The breast milk of mothers with premature babies has different amounts of key molecules than that of mothers with babies born at term which may help premature babies catch up in growth and development, say researchers.
In a study, researchers compared the breast milk of mothers with babies born prematurely -- between 28 and 37 weeks gestation -- and at term -- after 38 weeks.
They examined whether there were differences in the composition of the breast milks' microRNAs, snippets of RNA that affect gene expression and can be passed to the infant.
"We found that there are differences in these microRNA profiles, and that the majority of the altered microRNAs influence metabolism," said Molly Carney from Pennsylvania State University College of Medicine in the US.
"If those microRNAs are being transferred to the infant, that could potentially impact how the newborn processes energy and nutrients," Carney said.
The results -- published in the journal Pediatric Research -- could help better match babies with donated breast milk and give an insight into how to develop better infant formula.

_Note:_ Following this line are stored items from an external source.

//! Saving rasterized figures.

use image::{ImageBuffer, Rgba, RgbaImage};
use std::path::Path;

use crate::error::{RenderError, RenderResult};

/// Wraps raw RGBA pixel data (4 bytes per pixel, top-left origin).
pub fn image_from_raw(data: Vec<u8>, width: u32, height: u32) -> RenderResult<RgbaImage> {
    ImageBuffer::<Rgba<u8>, Vec<u8>>::from_raw(width, height, data)
        .ok_or(RenderError::InvalidImageData)
}

/// Saves an image to a file.
///
/// The format follows the extension: `.png`, or `.jpg`/`.jpeg` (alpha is
/// dropped).
pub fn save_image(path: impl AsRef<Path>, img: &RgbaImage) -> RenderResult<()> {
    let path = path.as_ref();
    let extension = path
        .extension()
        .and_then(|e| e.to_str())
        .map(str::to_lowercase)
        .unwrap_or_default();

    match extension.as_str() {
        "png" => {
            img.save_with_format(path, image::ImageFormat::Png)?;
        }
        "jpg" | "jpeg" => {
            let rgb_img = image::DynamicImage::ImageRgba8(img.clone()).to_rgb8();
            rgb_img.save_with_format(path, image::ImageFormat::Jpeg)?;
        }
        _ => {
            return Err(RenderError::UnsupportedFormat(extension));
        }
    }

    log::info!("saved {}x{} image to {}", img.width(), img.height(), path.display());
    Ok(())
}

/// Encodes an image as PNG in memory.
pub fn save_to_buffer(img: &RgbaImage) -> RenderResult<Vec<u8>> {
    let mut buffer = std::io::Cursor::new(Vec::new());
    img.write_to(&mut buffer, image::ImageFormat::Png)?;
    Ok(buffer.into_inner())
}

#[cfg(test)]
mod tests {
    use super::*;

    #[test]
    fn test_png_buffer_signature() {
        let img = RgbaImage::from_pixel(4, 3, Rgba([10, 20, 30, 255]));
        let bytes = save_to_buffer(&img).unwrap();
        assert_eq!(&bytes[..8], b"\x89PNG\r\n\x1a\n");
        let decoded = image::load_from_memory(&bytes).unwrap().to_rgba8();
        assert_eq!(decoded.dimensions(), (4, 3));
        assert_eq!(*decoded.get_pixel(2, 1), Rgba([10, 20, 30, 255]));
    }

    #[test]
    fn test_unsupported_extension() {
        let img = RgbaImage::new(1, 1);
        let err = save_image("figure.tiff", &img).unwrap_err();
        assert!(matches!(err, RenderError::UnsupportedFormat(ext) if ext == "tiff"));
    }

    #[test]
    fn test_raw_size_mismatch() {
        assert!(matches!(
            image_from_raw(vec![0; 7], 2, 1),
            Err(RenderError::InvalidImageData)
        ));
        assert!(image_from_raw(vec![0; 8], 2, 1).is_ok());
    }
}
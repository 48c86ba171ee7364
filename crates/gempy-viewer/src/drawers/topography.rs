//! Topography on sections, slices and the geological map.

use gempy_viewer_core::{
    auto_levels, elevation_image, section_endpoints, DVec2, GeoModel, Result, Topography,
    TopographyOptions, ViewerError,
};
use gempy_viewer_render::{
    ColorMapRegistry, ContourFillPlot, ContourPlot, Figure, FillPlot, ImagePlot, LightSource,
    Norm, PlotElement,
};
use glam::Vec4;

use super::axes_of;
use crate::plot_2d::{SectionData2D, SectionKind};

const MASK_ZORDER: f32 = 10.0;
const CELL_MASK_ZORDER: f32 = 1.0;
const HILLSHADE_ZORDER: f32 = 11.0;
const ELEVATION_CONTOUR_ZORDER: f32 = 2.0;
const ELEVATION_FILL_ZORDER: f32 = 1.0;
const ELEVATION_LEVELS: usize = 10;

/// Draws the topography on one axes.
///
/// A section or an x/y cell slice gets a black polygon masking everything
/// above the ground. The geological map gets elevation contours, filled
/// contours when `fill_contour` is set, and a hillshade. Without topography
/// on the grid nothing is drawn.
#[allow(clippy::cast_precision_loss)]
pub fn draw_topography(
    figure: &mut Figure,
    model: &GeoModel,
    section: &SectionData2D,
    options: &TopographyOptions,
    fill_contour: bool,
) -> Result<()> {
    let Some(topography) = &model.grid.topography else {
        log::warn!("no topography on the grid, axes {} drawn without it", section.axes_index);
        return Ok(());
    };
    let top = model.grid.regular_grid.extent()[5];

    match &section.kind {
        SectionKind::Section(name) => {
            let trace = model.grid.sections.get(name)?;
            let dist = trace.dist();
            let profile = topography.profile(trace.start, trace.stop, topography.resolution()[0]);
            let n = profile.len().max(2) - 1;
            let ground = profile
                .iter()
                .enumerate()
                .map(|(i, p)| DVec2::new(dist * i as f64 / n as f64, p.z))
                .collect();
            add_mask(figure, section, ground, (0.0, dist), top, MASK_ZORDER)
        }
        SectionKind::Orthogonal(slicer) => {
            let grid = &model.grid.regular_grid;
            let (p1, p2) = section_endpoints(grid, slicer)?;
            let profile = topography.profile(p1, p2, grid.resolution()[0]);
            let (u, _) = slicer.free_axes();
            let ground = profile.iter().map(|p| DVec2::new(p[u], p.z)).collect();
            add_mask(figure, section, ground, grid.axis_extent(u), top, CELL_MASK_ZORDER)
        }
        SectionKind::Topography => draw_map(figure, section, topography, options, fill_contour),
    }
}

/// Closes the ground profile along the top of the model and fills it black.
fn add_mask(
    figure: &mut Figure,
    section: &SectionData2D,
    mut polygon: Vec<DVec2>,
    (start, end): (f64, f64),
    top: f64,
    zorder: f32,
) -> Result<()> {
    let (Some(first), Some(last)) = (polygon.first().copied(), polygon.last().copied()) else {
        return Ok(());
    };
    polygon.extend([
        DVec2::new(end, last.y),
        DVec2::new(end, top),
        DVec2::new(start, top),
        DVec2::new(start, first.y),
    ]);
    axes_of(figure, section)?.add(
        zorder,
        PlotElement::Fill(FillPlot {
            polygon,
            color: Vec4::new(0.0, 0.0, 0.0, 1.0),
        }),
    );
    Ok(())
}

#[allow(clippy::cast_precision_loss)]
fn draw_map(
    figure: &mut Figure,
    section: &SectionData2D,
    topography: &Topography,
    options: &TopographyOptions,
    fill_contour: bool,
) -> Result<()> {
    let elevation = elevation_image(topography)?;
    let extent = topography.node_extent();
    let levels = auto_levels(&elevation, ELEVATION_LEVELS);
    let registry = ColorMapRegistry::new();
    let axes = axes_of(figure, section)?;

    if options.contour {
        let black = vec![Vec4::new(0.0, 0.0, 0.0, 1.0)];
        axes.add(
            ELEVATION_CONTOUR_ZORDER,
            PlotElement::Contour(ContourPlot::from_image(&elevation, extent, &levels, black)),
        );
    }
    if fill_contour {
        axes.add(
            ELEVATION_FILL_ZORDER,
            PlotElement::ContourFill(ContourFillPlot {
                image: elevation.clone(),
                extent,
                levels,
                cmap: registry.require(&options.cmap)?,
                alpha: 1.0,
            }),
        );
    }
    if options.hillshade {
        let [nx, ny] = topography.resolution();
        let e = topography.extent();
        let dx = (e[1] - e[0]) / (nx - 1) as f64;
        let dy = (e[3] - e[2]) / (ny - 1) as f64;
        if dx <= 0.0 || dy <= 0.0 {
            return Err(ViewerError::InvalidGrid(format!("topography extent {e:?} is empty")));
        }
        let shade =
            LightSource::new(options.azdeg, options.altdeg).hillshade(&elevation, dx, dy, 1.0);
        axes.add(
            HILLSHADE_ZORDER,
            PlotElement::Image(ImagePlot {
                image: shade,
                extent,
                cmap: registry.require("gray")?,
                norm: Norm::Linear { vmin: 0.0, vmax: 1.0 },
                alpha: 0.5,
            }),
        );
    }
    Ok(())
}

Babies born prematurely are at risk of a host of problems, including failure to thrive and neuro-developmental delays.
They also tend to be born at a lower weight than term infants. Because of these issues, premature babies have different nutritional needs than babies born at term.
In this study, the researchers identified nine microRNAs that were significantly different in the premature breast milk.
They found that these microRNAs target metabolic processes and may help regulate gastrointestinal function and energy use in premature babies.